2 Sampling

2.1 Sampling error

A population is the set of things of interest for a study. A sample is the set of things that were studied for the study. The difference between the sample and the population is sampling error. This isn’t necessarily error in the sense of a mistake, but is error in the sense of an imperfection.

2.2 Law of Large Numbers

In a random sample of a population, each member of the population has an equal chance of being sampled. The benefit of this random sampling is that it tends to produce samples that are representative of the population, especially if the sample is large. The Law of Large Numbers is that, as the number of randomly selected observations in a sample increases, the characteristics of the sample will tend to approach the characteristics of the population.

Let’s run a simulation to illustrate this. The population will be the set of whole numbers from 0 through 200, so the mean of the population is 100. The simulation will randomly draw numbers from this population and will calculate the mean of the sampled numbers. Some of the samples will be small (such as 2 or 3 sampled numbers) and some of the samples will be large (such as 100 or 150 or 200 sampled numbers). As the plot below indicates, compared to means for the smaller samples, the means for the larger samples tend to be closer to the population mean of 100.

2.3 Relatively small samples can be useful

Let’s run a few simulations to show that, even with a large population, characteristics of relatively small samples can be expected to be relatively close to the true population characteristics. Let’s use a population that has 1 million people, of whom 600,000 are female and 400,000 are male, for a population that is 60% female and 40% male. This first simulation samples 100 of the 100 million people and calculates the percentage of the sample that is female. I’ll run the simulation 5,000 times and plot the 5,000 percentages female for each of the 5,000 samples:

As indicated in the histogram above, the mean percentage female across all samples was 60%, which is the correct percentage female in the population. Not all samples had a percentage female that was exactly 60%, but 95% of the percentage females in the 5,000 simulated samples fell between 50% female and 70% female.

Let’s run the same simulation, but instead of sampling 100 of the 100 million people each time, let’s sample 250 of the 100 million people each time:

As indicated in the histogram above, the mean percentage female across all samples was 60%, which is the correct percentage female in the population. Not all samples had a percentage female of exactly 60%, but 95% of the percentage females fell between 54% female and 66% female. That’s not too bad, for sampling only 250 people from a population of 100 million.

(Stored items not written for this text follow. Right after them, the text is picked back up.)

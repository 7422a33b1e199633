//! Session middleware configuration.
//!
//! Sets up `PostgreSQL`-backed sessions using tower-sessions.

use secrecy::ExposeSecret;
use sqlx::PgPool;
use tower_sessions::{Expiry, SessionManagerLayer};
use tower_sessions_sqlx_store::PostgresStore;

use crate::config::StorefrontConfig;

/// Session cookie name.
pub const SESSION_COOKIE_NAME: &str = "np_session";

/// Session expiry time in seconds (7 days).
const SESSION_EXPIRY_SECONDS: i64 = 7 * 24 * 60 * 60;

/// Create the session layer with `PostgreSQL` store.
///
/// # Arguments
///
/// * `pool` - `PostgreSQL` connection pool
/// * `config` - Storefront configuration (for session secret)
#[must_use]
pub fn create_session_layer(
    pool: &PgPool,
    config: &StorefrontConfig,
) -> SessionManagerLayer<PostgresStore> {
    // Create the PostgreSQL session store
    // Note: The sessions table must be created via migration
    let store = PostgresStore::new(pool.clone());

    // Determine if we're in production (HTTPS)
    let is_secure = config.base_url.starts_with("https://");

    SessionManagerLayer::new(store)
        .with_name(SESSION_COOKIE_NAME)
        .with_expiry(Expiry::OnInactivity(
            tower_sessions::cookie::time::Duration::seconds(SESSION_EXPIRY_SECONDS),
        ))
        .with_secure(is_secure)
        .with_same_site(tower_sessions::cookie::SameSite::Lax)
        .with_http_only(true)
        .with_path("/")
}
//! Naked Pineapple Storefront - Public e-commerce site.
//!
//! This binary serves the public-facing storefront on port 3000.
//!
//! # Architecture
//!
//! - Axum web framework with HTMX for interactivity
//! - Askama templates for server-side rendering
//! - Shopify Storefront API for products, collections, and cart
//! - Shopify Customer Account API for authentication
//! - `PostgreSQL` for local user data (separate from Shopify)
//!
//! # Security
//!
//! This binary only has access to:
//! - Shopify Storefront API (public access)
//! - Shopify Customer Account API (OAuth)
//! - Local `PostgreSQL` database (`np_storefront`)
//!
//! It does NOT have access to:
//! - Shopify Admin API (that's in the admin binary)
//! - Admin `PostgreSQL` database (`np_admin`)

#![cfg_attr(not(test), forbid(unsafe_code))]
// Allow dead code during incremental development - many features are not yet wired up
#![allow(dead_code)]
#![allow(unused_imports)]

use std::path::Path;

use axum::extract::State;
use axum::http::StatusCode;
use axum::{Router, routing::get};
use tower_http::services::ServeDir;

mod config;
mod content;
mod db;
mod error;
mod filters;
mod middleware;
mod models;
mod routes;
mod search;
mod services;
mod shopify;
mod state;

use config::StorefrontConfig;
use sentry::integrations::tracing as sentry_tracing;
use state::AppState;
use tracing_subscriber::{layer::SubscriberExt, util::SubscriberInitExt};

/// Initialize Sentry error tracking and return guard that must be kept alive.
fn init_sentry(config: &StorefrontConfig) -> Option<sentry::ClientInitGuard> {
    let dsn = config.sentry_dsn.as_ref()?;

    let guard = sentry::init((
        dsn.as_str(),
        sentry::ClientOptions {
            release: sentry::release_name!(),
            environment: config
                .sentry_environment
                .clone()
                .map(std::borrow::Cow::Owned),
            sample_rate: config.sentry_sample_rate,
            traces_sample_rate: config.sentry_traces_sample_rate,
            attach_stacktrace: true,
            ..Default::default()
        },
    ));

    tracing::info!("Sentry initialized");
    Some(guard)
}

/// Filter tracing events to Sentry event types.
fn sentry_event_filter(metadata: &tracing::Metadata<'_>) -> sentry_tracing::EventFilter {
    match *metadata.level() {
        tracing::Level::ERROR | tracing::Level::WARN => sentry_tracing::EventFilter::Event,
        tracing::Level::INFO | tracing::Level::DEBUG => sentry_tracing::EventFilter::Breadcrumb,
        _ => sentry_tracing::EventFilter::Ignore,
    }
}

#[tokio::main]
async fn main() {
    // Load configuration from environment (needed for Sentry init)
    let config = StorefrontConfig::from_env().expect("Failed to load configuration");

    // Initialize Sentry (must be done before tracing subscriber)
    let _sentry_guard = init_sentry(&config);

    // Initialize tracing with EnvFilter and Sentry integration
    // Defaults to info level for our crate if RUST_LOG is not set
    let env_filter = tracing_subscriber::EnvFilter::try_from_default_env()
        .unwrap_or_else(|_| "naked_pineapple_storefront=info,tower_http=debug".into());

    tracing_subscriber::registry()
        .with(env_filter)
        .with(tracing_subscriber::fmt::layer())
        .with(sentry_tracing::layer().event_filter(sentry_event_filter))
        .init();

    // Initialize database connection pool
    let pool = db::create_pool(&config.database_url)
        .await
        .expect("Failed to create database pool");
    tracing::info!("Database pool created");

    // NOTE: Migrations are NOT run automatically on startup.
    // Run them explicitly via: cargo run -p naked-pineapple-cli -- migrate storefront

    // TODO: Initialize Shopify clients
    // let storefront_client = shopify::StorefrontClient::new(&config.shopify);
    // let customer_client = shopify::CustomerClient::new(&config.shopify);

    // Build application state
    // Content is loaded from the storefront crate's `content/` directory
    let content_dir = Path::new("crates/storefront/content");
    let state = AppState::new(config.clone(), pool, content_dir)
        .expect("Failed to initialize application state");

    // Start building search index in background
    state.start_search_indexing();
    tracing::info!("Search index build started (async)");

    // Create session layer
    let session_layer = middleware::create_session_layer(state.pool(), state.config());

    // Build router
    let app = Router::new()
        .route("/health", get(health))
        .route("/health/ready", get(readiness))
        .merge(routes::routes())
        .nest_service("/static", ServeDir::new("crates/storefront/static"))
        .layer(session_layer)
        .with_state(state)
        // Sentry layers (outermost for full request coverage)
        .layer(sentry_tower::NewSentryLayer::new_from_top())
        .layer(sentry_tower::SentryHttpLayer::new().enable_transaction());

    // Start server
    let addr = config.socket_addr();
    tracing::info!("storefront listening on {}", addr);

    let listener = tokio::net::TcpListener::bind(addr)
        .await
        .expect("Failed to bind to address");

    axum::serve(listener, app)
        .with_graceful_shutdown(shutdown_signal())
        .await
        .expect("Server error");
}

/// Liveness health check endpoint.
///
/// Returns "ok" if the server is running. Does not check dependencies.
async fn health() -> &'static str {
    "ok"
}

/// Readiness health check endpoint.
///
/// Verifies database connectivity before returning OK.
/// Returns 503 Service Unavailable if the database is not reachable.
async fn readiness(State(state): State<AppState>) -> StatusCode {
    match sqlx::query("SELECT 1").fetch_one(state.pool()).await {
        Ok(_) => StatusCode::OK,
        Err(_) => StatusCode::SERVICE_UNAVAILABLE,
    }
}

/// Wait for shutdown signal (Ctrl+C or SIGTERM).
async fn shutdown_signal() {
    let ctrl_c = async {
        tokio::signal::ctrl_c()
            .await
            .expect("Failed to install Ctrl+C handler");
    };

    #[cfg(unix)]
    let terminate = async {
        tokio::signal::unix::signal(tokio::signal::unix::SignalKind::terminate())
            .expect("Failed to install signal handler")
            .recv()
            .await;
    };

    #[cfg(not(unix))]
    let terminate = std::future::pending::<()>();

    tokio::select! {
        () = ctrl_c => {},
        () = terminate => {},
    }

    tracing::info!("Shutdown signal received, starting graceful shutdown");
}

Let’s run the same simulation, but let’s sample 1,000 of the 100 million people each time:

As indicated in the histogram above, the mean percentage female across all samples was 60%, which is the correct percentage female in the population. Not all samples had a percentage female of exactly 60%, but 95% of the percentage females fell between about 57% female and 63% female. That’s not too bad, for sampling only 1,000 people from a population of 100 million.

2.4 Sampling weights

The Law of Large Numbers indicates that a larger random sample will on average be expected to produce a more accurate estimate of the population, compared to the estimate that is produced by a smaller random sample. However, the Law of Large Numbers does not mean that a larger non-random sample will be expected to be more accurate than a smaller non-random sample is. The key feature for the Law of Large Numbers is that the samples are random. For instance, if Fox News had a poll on their website measuring support for Republicans, results from that poll would likely not be an accurate sample of the U.S. population, even if the sample for the poll had millions of U.S residents. Persons who visit the Fox News website are plausibly more Republican on average compared to the typical U.S. resident, so the poll would likely be biased to overestimate support for Republicans.

Remember that a population is the set of things of interest for a study, and a sample is the set of things that were studied for the study. Researchers have tools to address samples that are not representative of their population on relevant characteristics. For example, about 16% of the U.S population is Hispanic, but we might have a sample in which only 8% of the sample is Hispanic. For this, we can apply sampling weights. For these weights, we can multiply each observation by a number that represents whether the observation is overrepresented, underrepresented or correctly represented. Let’s use race/ethnicity as an example, for a hypothetical sample:

	Population %	Sample %	Sampling Weight	Sampling Weight
Non-Hispanic White	63	60	63 / 60	1.050
Non-Hispanic Black	13	13	13 / 13	1.000
Hispanic	16	8	16 / 8	2.000
Non-Hispanic Asian	6	8	6 / 8	0.750
Other	2	11	2 / 11	0.182

The sampling weight for a group is calculated by dividing the population representation by the sample representation. For this example, Hispanics are 16% of the population and 8% of the sample, so the weight for each Hispanic in the sample would be 2, if weights were only used for race/ethnicity. We multiply each Hispanic observation in the sample by 2, to get the sample Hispanic of 8% to equal the population Hispanic of 16%.

The survey weight formula in general is:

\[\text{Survey weight}=\frac{\text{% in the population}}{\text{% in the sample}}\]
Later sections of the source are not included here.